* **EXERCISE INSTRUCTIONS**
Please reproduce the data in full, exactly as it stands.

* **THE DATA**
//! Stage templates.

use crate::core::{Aggregation, StageKind};
use serde::{Deserialize, Serialize};
use std::collections::BTreeSet;

/// One step of a workflow definition.
///
/// Stages are ordered by `sequence`. Sequence values need not be
/// contiguous: the stage after `n` is the one with the smallest sequence
/// strictly greater than `n`.
#[derive(Debug, Clone, PartialEq, Eq, Serialize, Deserialize)]
pub struct Stage {
    /// Stage id, unique within its definition.
    pub id: String,
    /// Display name (e.g. "Engineering Review").
    pub name: String,
    /// What the stage asks of its assignees.
    #[serde(default)]
    pub kind: StageKind,
    /// Position in the definition.
    #[serde(default)]
    pub sequence: i32,
    /// Roles that receive one task each.
    #[serde(default)]
    pub approver_roles: BTreeSet<String>,
    /// Users that receive one task each.
    #[serde(default)]
    pub approver_users: BTreeSet<String>,
    /// How the task decisions combine.
    #[serde(default, alias = "approval_mode")]
    pub aggregation: Aggregation,
    /// Days until a task is due.
    #[serde(default = "default_due_days")]
    pub due_days: u32,
    /// Days after assignment before a pending task should be escalated.
    #[serde(default = "default_escalation_days")]
    pub escalation_days: u32,
    /// Role or user to escalate to.
    #[serde(default)]
    pub escalate_to: Option<String>,
    /// Whether the stage is mandatory.
    #[serde(default = "default_required")]
    pub required: bool,
    /// Free-form guidance for assignees.
    #[serde(default)]
    pub instructions: String,
    /// Items an assignee should verify.
    #[serde(default)]
    pub checklist: Vec<String>,
}

fn default_due_days() -> u32 {
    5
}

fn default_escalation_days() -> u32 {
    3
}

fn default_required() -> bool {
    true
}

impl Stage {
    /// Creates an approval stage with default timing and no approvers.
    #[must_use]
    pub fn new(id: impl Into<String>, name: impl Into<String>, sequence: i32) -> Self {
        Self {
            id: id.into(),
            name: name.into(),
            kind: StageKind::default(),
            sequence,
            approver_roles: BTreeSet::new(),
            approver_users: BTreeSet::new(),
            aggregation: Aggregation::default(),
            due_days: default_due_days(),
            escalation_days: default_escalation_days(),
            escalate_to: None,
            required: default_required(),
            instructions: String::new(),
            checklist: Vec::new(),
        }
    }

    /// Sets the stage kind.
    #[must_use]
    pub fn with_kind(mut self, kind: StageKind) -> Self {
        self.kind = kind;
        self
    }

    /// Sets the aggregation policy.
    #[must_use]
    pub fn with_aggregation(mut self, aggregation: Aggregation) -> Self {
        self.aggregation = aggregation;
        self
    }

    /// Adds approver roles.
    #[must_use]
    pub fn with_roles<I, S>(mut self, roles: I) -> Self
    where
        I: IntoIterator<Item = S>,
        S: Into<String>,
    {
        self.approver_roles.extend(roles.into_iter().map(Into::into));
        self
    }

    /// Adds approver users.
    #[must_use]
    pub fn with_users<I, S>(mut self, users: I) -> Self
    where
        I: IntoIterator<Item = S>,
        S: Into<String>,
    {
        self.approver_users.extend(users.into_iter().map(Into::into));
        self
    }

    /// Sets the due period in days.
    #[must_use]
    pub fn with_due_days(mut self, days: u32) -> Self {
        self.due_days = days;
        self
    }

    /// Sets the escalation window and target.
    #[must_use]
    pub fn with_escalation(mut self, days: u32, escalate_to: impl Into<String>) -> Self {
        self.escalation_days = days;
        self.escalate_to = Some(escalate_to.into());
        self
    }

    /// Marks the stage optional.
    #[must_use]
    pub fn optional(mut self) -> Self {
        self.required = false;
        self
    }

    /// Sets the instructions.
    #[must_use]
    pub fn with_instructions(mut self, instructions: impl Into<String>) -> Self {
        self.instructions = instructions.into();
        self
    }

    /// Sets the checklist.
    #[must_use]
    pub fn with_checklist<I, S>(mut self, items: I) -> Self
    where
        I: IntoIterator<Item = S>,
        S: Into<String>,
    {
        self.checklist = items.into_iter().map(Into::into).collect();
        self
    }

    /// Returns true if neither users nor roles are configured.
    #[must_use]
    pub fn has_no_approvers(&self) -> bool {
        self.approver_users.is_empty() && self.approver_roles.is_empty()
    }
}

#[cfg(test)]
mod tests {
    use super::*;

    #[test]
    fn test_stage_builder() {
        let stage = Stage::new("s1", "Review", 10)
            .with_kind(StageKind::Review)
            .with_aggregation(Aggregation::Any)
            .with_roles(["engineer"])
            .with_users(["alice", "bob"])
            .with_due_days(2)
            .with_escalation(1, "engineering_manager");

        assert_eq!(stage.sequence, 10);
        assert_eq!(stage.approver_users.len(), 2);
        assert!(stage.approver_roles.contains("engineer"));
        assert_eq!(stage.escalate_to.as_deref(), Some("engineering_manager"));
        assert!(stage.required);
        assert!(!stage.has_no_approvers());
    }

    #[test]
    fn test_stage_defaults_from_json() {
        let stage: Stage = serde_json::from_str(
            r#"{"id": "s", "name": "Sign-off", "approval_mode": "majority", "approver_users": ["a"]}"#,
        )
        .unwrap();

        assert_eq!(stage.aggregation, Aggregation::Majority);
        assert_eq!(stage.kind, StageKind::Approval);
        assert_eq!(stage.due_days, 5);
        assert_eq!(stage.escalation_days, 3);
        assert!(stage.required);
    }

    #[test]
    fn test_stage_without_approvers() {
        assert!(Stage::new("s", "Empty", 1).has_no_approvers());
    }
}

* **TASK RESULT**
//! Stage templates.

use crate::core::{Aggregation, StageKind};
use serde::{Deserialize, Serialize};
use std::collections::BTreeSet;

/// One step of a workflow definition.
///
/// Stages are ordered by `sequence`. Sequence values need not be
/// contiguous: the stage after `n` is the one with the smallest sequence
/// strictly greater than `n`.
#[derive(Debug, Clone, PartialEq, Eq, Serialize, Deserialize)]
pub struct Stage {
    /// Stage id, unique within its definition.
    pub id: String,
    /// Display name (e.g. "Engineering Review").
    pub name: String,
    /// What the stage asks of its assignees.
    #[serde(default)]
    pub kind: StageKind,
    /// Position in the definition.
    #[serde(default)]
    pub sequence: i32,
    /// Roles that receive one task each.
    #[serde(default)]
    pub approver_roles: BTreeSet<String>,
    /// Users that receive one task each.
    #[serde(default)]
    pub approver_users: BTreeSet<String>,
    /// How the task decisions combine.
    #[serde(default, alias = "approval_mode")]
    pub aggregation: Aggregation,
    /// Days until a task is due.
    #[serde(default = "default_due_days")]
    pub due_days: u32,
    /// Days after assignment before a pending task should be escalated.
    #[serde(default = "default_escalation_days")]
    pub escalation_days: u32,
    /// Role or user to escalate to.
    #[serde(default)]
    pub escalate_to: Option<String>,
    /// Whether the stage is mandatory.
    #[serde(default = "default_required")]
    pub required: bool,
    /// Free-form guidance for assignees.
    #[serde(default)]
    pub instructions: String,
    /// Items an assignee should verify.
    #[serde(default)]
    pub checklist: Vec<String>,
}

fn default_due_days() -> u32 {
    5
}

fn default_escalation_days() -> u32 {
    3
}

fn default_required() -> bool {
    true
}

impl Stage {
    /// Creates an approval stage with default timing and no approvers.
    #[must_use]
    pub fn new(id: impl Into<String>, name: impl Into<String>, sequence: i32) -> Self {
        Self {
            id: id.into(),
            name: name.into(),
            kind: StageKind::default(),
            sequence,
            approver_roles: BTreeSet::new(),
            approver_users: BTreeSet::new(),
            aggregation: Aggregation::default(),
            due_days: default_due_days(),
            escalation_days: default_escalation_days(),
            escalate_to: None,
            required: default_required(),
            instructions: String::new(),
            checklist: Vec::new(),
        }
    }

    /// Sets the stage kind.
    #[must_use]
    pub fn with_kind(mut self, kind: StageKind) -> Self {
        self.kind = kind;
        self
    }

    /// Sets the aggregation policy.
    #[must_use]
    pub fn with_aggregation(mut self, aggregation: Aggregation) -> Self {
        self.aggregation = aggregation;
        self
    }

    /// Adds approver roles.
    #[must_use]
    pub fn with_roles<I, S>(mut self, roles: I) -> Self
    where
        I: IntoIterator<Item = S>,
        S: Into<String>,
    {
        self.approver_roles.extend(roles.into_iter().map(Into::into));
        self
    }

    /// Adds approver users.
    #[must_use]
    pub fn with_users<I, S>(mut self, users: I) -> Self
    where
        I: IntoIterator<Item = S>,
        S: Into<String>,
    {
        self.approver_users.extend(users.into_iter().map(Into::into));
        self
    }

    /// Sets the due period in days.
    #[must_use]
    pub fn with_due_days(mut self, days: u32) -> Self {
        self.due_days = days;
        self
    }

    /// Sets the escalation window and target.
    #[must_use]
    pub fn with_escalation(mut self, days: u32, escalate_to: impl Into<String>) -> Self {
        self.escalation_days = days;
        self.escalate_to = Some(escalate_to.into());
        self
    }

    /// Marks the stage optional.
    #[must_use]
    pub fn optional(mut self) -> Self {
        self.required = false;
        self
    }

    /// Sets the instructions.
    #[must_use]
    pub fn with_instructions(mut self, instructions: impl Into<String>) -> Self {
        self.instructions = instructions.into();
        self
    }

    /// Sets the checklist.
    #[must_use]
    pub fn with_checklist<I, S>(mut self, items: I) -> Self
    where
        I: IntoIterator<Item = S>,
        S: Into<String>,
    {
        self.checklist = items.into_iter().map(Into::into).collect();
        self
    }

    /// Returns true if neither users nor roles are configured.
    #[must_use]
    pub fn has_no_approvers(&self) -> bool {
        self.approver_users.is_empty() && self.approver_roles.is_empty()
    }
}

#[cfg(test)]
mod tests {
    use super::*;

    #[test]
    fn test_stage_builder() {
        let stage = Stage::new("s1", "Review", 10)
            .with_kind(StageKind::Review)
            .with_aggregation(Aggregation::Any)
            .with_roles(["engineer"])
            .with_users(["alice", "bob"])
            .with_due_days(2)
            .with_escalation(1, "engineering_manager");

        assert_eq!(stage.sequence, 10);
        assert_eq!(stage.approver_users.len(), 2);
        assert!(stage.approver_roles.contains("engineer"));
        assert_eq!(stage.escalate_to.as_deref(), Some("engineering_manager"));
        assert!(stage.required);
        assert!(!stage.has_no_approvers());
    }

    #[test]
    fn test_stage_defaults_from_json() {
        let stage: Stage = serde_json::from_str(
            r#"{"id": "s", "name": "Sign-off", "approval_mode": "majority", "approver_users": ["a"]}"#,
        )
        .unwrap();

        assert_eq!(stage.aggregation, Aggregation::Majority);
        assert_eq!(stage.kind, StageKind::Approval);
        assert_eq!(stage.due_days, 5);
        assert_eq!(stage.escalation_days, 3);
        assert!(stage.required);
    }

    #[test]
    fn test_stage_without_approvers() {
        assert!(Stage::new("s", "Empty", 1).has_no_approvers());
    }
}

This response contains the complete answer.